Data center do Google nos Estados Unidos: o governo quer que as informações dos brasileiros fiquem no Brasil (Connie Zhou/Google)
Da Redação
Publicado em 30 de novembro de 2013 às 13h04.
São Paulo - Há pouco mais de quatro anos, acadêmicos, representantes do setor privado, políticos e militantes dos direitos dos cidadãos começaram a discutir entre si como criar regras claras para o território sem lei que a internet em grande parte ainda é no Brasil. O mais impressionante: eles chegaram a um consenso, materializado num projeto de lei complementar que passou a tramitar na Câmara dos Deputados em 2011.
Em maio deste ano, o físico Tim Berners-Lee — inventor de algumas das tecnologias sobre as quais hoje roda a rede mundial — declarou que a legislação elaborada no Brasil tinha tudo para ser uma das mais avançadas do planeta.
Seu principal defeito era ainda não ter sido aprovada — e ninguém fazia a menor ideia de quanto tempo o marco civil da internet, como esse conjunto de normas é chamado, adormeceria nos escaninhos do Parlamento até entrar em vigor.
Recentemente, o quadro mudou.
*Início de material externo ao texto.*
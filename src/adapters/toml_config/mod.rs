// TOML config adapter - Configuration loading from TOML/YAML files and the environment

use std::path::{Path, PathBuf};

use serde::{Deserialize, Serialize};

use crate::domain::errors::*;
use crate::domain::model::*;

/// Files searched when no explicit `--config` is given
pub const DEFAULT_CONFIG_FILES: [&str; 2] = ["ytsplit.toml", "config.yaml"];

/// Prefix of the environment overrides
pub const ENV_PREFIX: &str = "YTSPLIT_";

/// Application configuration
#[derive(Debug, Clone, Default, PartialEq, Serialize, Deserialize)]
#[serde(default)]
pub struct AppConfig {
    pub tools: ToolsConfig,
    pub split: SplitConfig,
    pub encode: EncodeSettings,
    pub download: DownloadConfig,
    pub output: OutputConfig,
    pub server: ServerConfig,
    pub logging: LoggingConfig,
}

/// Paths of the external binaries
#[derive(Debug, Clone, PartialEq, Serialize, Deserialize)]
#[serde(default)]
pub struct ToolsConfig {
    pub ffmpeg: String,
    pub ffprobe: String,
    #[serde(rename = "yt-dlp", alias = "ytdlp")]
    pub ytdlp: String,
}

impl Default for ToolsConfig {
    fn default() -> Self {
        Self {
            ffmpeg: "ffmpeg".to_string(),
            ffprobe: "ffprobe".to_string(),
            ytdlp: "yt-dlp".to_string(),
        }
    }
}

/// Clip length window and split point analysis
#[derive(Debug, Clone, PartialEq, Serialize, Deserialize)]
#[serde(default)]
pub struct SplitConfig {
    pub min_duration: f64,
    pub max_duration: f64,
    pub strategy: SplitStrategy,
    pub scene_threshold: f64,
    pub silence_noise_db: f64,
    pub silence_min_duration: f64,
}

impl Default for SplitConfig {
    fn default() -> Self {
        Self {
            min_duration: 30.0,
            max_duration: 60.0,
            strategy: SplitStrategy::Auto,
            scene_threshold: 0.3,
            silence_noise_db: -40.0,
            silence_min_duration: 1.0,
        }
    }
}

#[derive(Debug, Clone, PartialEq, Serialize, Deserialize)]
#[serde(default)]
pub struct DownloadConfig {
    pub quality: VideoQuality,
    pub captions: bool,
    pub caption_style: CaptionStyle,
}

impl Default for DownloadConfig {
    fn default() -> Self {
        Self {
            quality: VideoQuality::Best,
            captions: true,
            caption_style: CaptionStyle::Standard,
        }
    }
}

#[derive(Debug, Clone, PartialEq, Serialize, Deserialize)]
#[serde(default)]
pub struct OutputConfig {
    pub directory: PathBuf,
    pub timestamped: bool,
    pub keep_source: bool,
}

impl Default for OutputConfig {
    fn default() -> Self {
        Self {
            directory: PathBuf::from("output_clips"),
            timestamped: false,
            keep_source: false,
        }
    }
}

#[derive(Debug, Clone, PartialEq, Serialize, Deserialize)]
#[serde(default)]
pub struct ServerConfig {
    pub addr: String,
}

impl Default for ServerConfig {
    fn default() -> Self {
        Self {
            addr: "0.0.0.0:8080".to_string(),
        }
    }
}

#[derive(Debug, Clone, PartialEq, Serialize, Deserialize)]
#[serde(default)]
pub struct LoggingConfig {
    pub level: String,
    pub json: bool,
}

impl Default for LoggingConfig {
    fn default() -> Self {
        Self {
            level: "info".to_string(),
            json: false,
        }
    }
}

impl AppConfig {
    /// Load from `path`, or from the first default file found, or defaults
    pub fn load(path: Option<&Path>) -> Result<Self, DomainError> {
        match Self::locate(path)? {
            Some(found) => Self::from_file(&found),
            None => Ok(Self::default()),
        }
    }

    /// The file `load` would read; `None` means built-in defaults
    pub fn locate(path: Option<&Path>) -> Result<Option<PathBuf>, DomainError> {
        match path {
            Some(path) if path.is_file() => Ok(Some(path.to_path_buf())),
            Some(path) => Err(DomainError::Config(format!(
                "Config file does not exist: {}",
                path.display()
            ))),
            None => Ok(DEFAULT_CONFIG_FILES
                .iter()
                .map(PathBuf::from)
                .find(|p| p.is_file())),
        }
    }

    /// Parse a TOML or YAML file, chosen by extension
    pub fn from_file(path: &Path) -> Result<Self, DomainError> {
        let content = std::fs::read_to_string(path)
            .map_err(|e| DomainError::Config(format!("Failed to read {}: {}", path.display(), e)))?;

        match path.extension().and_then(|e| e.to_str()) {
            Some("yaml") | Some("yml") => Self::from_yaml_str(&content),
            _ => Self::from_toml_str(&content),
        }
    }

    pub fn from_toml_str(content: &str) -> Result<Self, DomainError> {
        toml::from_str(content)
            .map_err(|e| DomainError::Config(format!("Failed to parse TOML config: {}", e)))
    }

    pub fn from_yaml_str(content: &str) -> Result<Self, DomainError> {
        serde_yaml::from_str(content)
            .map_err(|e| DomainError::Config(format!("Failed to parse YAML config: {}", e)))
    }

    /// Apply `YTSPLIT_*` overrides from the process environment
    pub fn apply_env(&mut self) -> Result<usize, DomainError> {
        self.apply_env_from(|key| std::env::var(key).ok())
    }

    /// Apply `YTSPLIT_*` overrides using `lookup`; returns how many were applied
    pub fn apply_env_from<F>(&mut self, lookup: F) -> Result<usize, DomainError>
    where
        F: Fn(&str) -> Option<String>,
    {
        let mut applied = 0;
        let mut var = |name: &str| {
            let key = format!("{}{}", ENV_PREFIX, name);
            let value = lookup(&key);
            if value.is_some() {
                applied += 1;
            }
            value.map(|v| (key, v))
        };

        if let Some((_, v)) = var("FFMPEG") {
            self.tools.ffmpeg = v;
        }
        if let Some((_, v)) = var("FFPROBE") {
            self.tools.ffprobe = v;
        }
        if let Some((_, v)) = var("YTDLP") {
            self.tools.ytdlp = v;
        }
        if let Some((k, v)) = var("MIN_DURATION") {
            self.split.min_duration = parse_env(&k, &v)?;
        }
        if let Some((k, v)) = var("MAX_DURATION") {
            self.split.max_duration = parse_env(&k, &v)?;
        }
        if let Some((_, v)) = var("STRATEGY") {
            self.split.strategy = SplitStrategy::parse(&v)?;
        }
        if let Some((_, v)) = var("QUALITY") {
            self.download.quality = VideoQuality::parse(&v)?;
        }
        if let Some((k, v)) = var("CAPTIONS") {
            self.download.captions = parse_env(&k, &v)?;
        }
        if let Some((_, v)) = var("CAPTION_STYLE") {
            self.download.caption_style = CaptionStyle::parse(&v)?;
        }
        if let Some((k, v)) = var("CRF") {
            self.encode.crf = parse_env(&k, &v)?;
        }
        if let Some((_, v)) = var("PRESET") {
            self.encode.preset = v;
        }
        if let Some((k, v)) = var("THREADS") {
            self.encode.threads = parse_env(&k, &v)?;
        }
        if let Some((_, v)) = var("OUTPUT_DIR") {
            self.output.directory = PathBuf::from(v);
        }
        if let Some((_, v)) = var("ADDR") {
            self.server.addr = v;
        }
        if let Some((_, v)) = var("LOG_LEVEL") {
            self.logging.level = v;
        }

        Ok(applied)
    }

    /// Reject inconsistent values
    pub fn validate(&self) -> Result<(), DomainError> {
        DurationWindow::new(self.split.min_duration, self.split.max_duration)?;
        self.encode.validate()?;
        if !(0.0..=1.0).contains(&self.split.scene_threshold) {
            return Err(DomainError::BadArgs(format!(
                "Scene threshold must be between 0 and 1, got {}",
                self.split.scene_threshold
            )));
        }
        if self.split.silence_min_duration <= 0.0 {
            return Err(DomainError::BadArgs(
                "Silence duration must be positive".to_string(),
            ));
        }
        crate::adapters::tracing_log::LogLevel::parse(&self.logging.level)?;
        Ok(())
    }

    /// Clip length window from the split section
    pub fn window(&self) -> Result<DurationWindow, DomainError> {
        DurationWindow::new(self.split.min_duration, self.split.max_duration)
    }
}

fn parse_env<T: std::str::FromStr>(key: &str, value: &str) -> Result<T, DomainError> {
    value
        .trim()
        .parse()
        .map_err(|_| DomainError::Config(format!("Invalid value for {}: {}", key, value)))
}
O Palácio do Planalto, que até então não havia demonstrado muito empenho em ver o marco civil aprovado, passou a tratá-lo como prioridade. A mudança ocorreu após as denúncias de que o governo brasileiro havia sido espionado eletronicamente pela Agência Nacional de Segurança dos Estados Unidos.
A pedido da presidente Dilma, o deputado federal Alessandro Molon (PT-RJ), relator do projeto na Câmara, requisitou a tramitação em regime de urgência. “Agora, o marco civil tem de ser votado até o dia 28 de outubro”, diz Molon. “Caso contrário, a pauta da Câmara ficará trancada.” (Até 18 de outubro, quando fechou esta edição, o projeto não havia sido votado.)
Até aí, a notícia parece boa. O problema é que, ao se interessar pelo marco civil, o governo propôs alterações que podem descaracterizá-lo. A principal delas é a exigência de que os dados dos internautas brasileiros sejam armazenados em computadores instalados no território brasileiro.
Em outras palavras, qualquer empresa — seja um pequeno provedor do interior do país, seja gigantes como Google e Facebook — precisaria arquivar no Brasil todos os e-mails, fotos, registros de compra online e qualquer informação que os usuários brasileiros ponham na rede.
Hoje, os dados são armazenados em data centers espalhados mundo afora. Caso o marco civil passe a valer como o governo quer, as empresas terão de contratar os serviços de data centers no Brasil ou construí-los por aqui. A pretensão é incompatível com os tempos em que a informação circula sem fronteiras — não garantiria a proteção que o governo quer.
“Nenhum país obriga as empresas a manter os dados de seus cidadãos no próprio território”, diz Eduardo Tude, presidente da consultoria Teleco. “Essa exigência traria dificuldades técnicas e custos novos para as companhias.”
Sem comentários
O risco é que as alterações propostas prejudiquem um dos pontos fortes do marco civil — a promessa de melhorar o ambiente de negócios na internet. Em sua primeira versão, o projeto definiu aspectos importantes para estimular os investimentos em empresas digitais.
Entre eles o de que sites e provedores não podem ser responsáveis pelo que os internautas põem na rede; a proteção à privacidade dos usuários; e a garantia de que negócios emergentes não sejam tratados de forma desigual pelas operadoras de telefonia.
Empresas de internet procuradas por EXAME preferiram não comentar a proposta do governo. Por meio de sua assessoria de imprensa, o Google informou que não se manifestaria — mas que sua direção no Brasil concorda com a avaliação do professor Ronaldo Lemos, da Fundação Getulio Vargas do Rio de Janeiro, que auxiliou na redação da primeira versão do marco civil.
E o que diz o professor Lemos? “As mudanças são um retrocesso e podem afastar investimentos.” Exceto por esse ponto, o Brasil continua a ter a chance de adotar uma regulação exemplar para a internet. Basta não cair na tentação do arroubo nacionalista.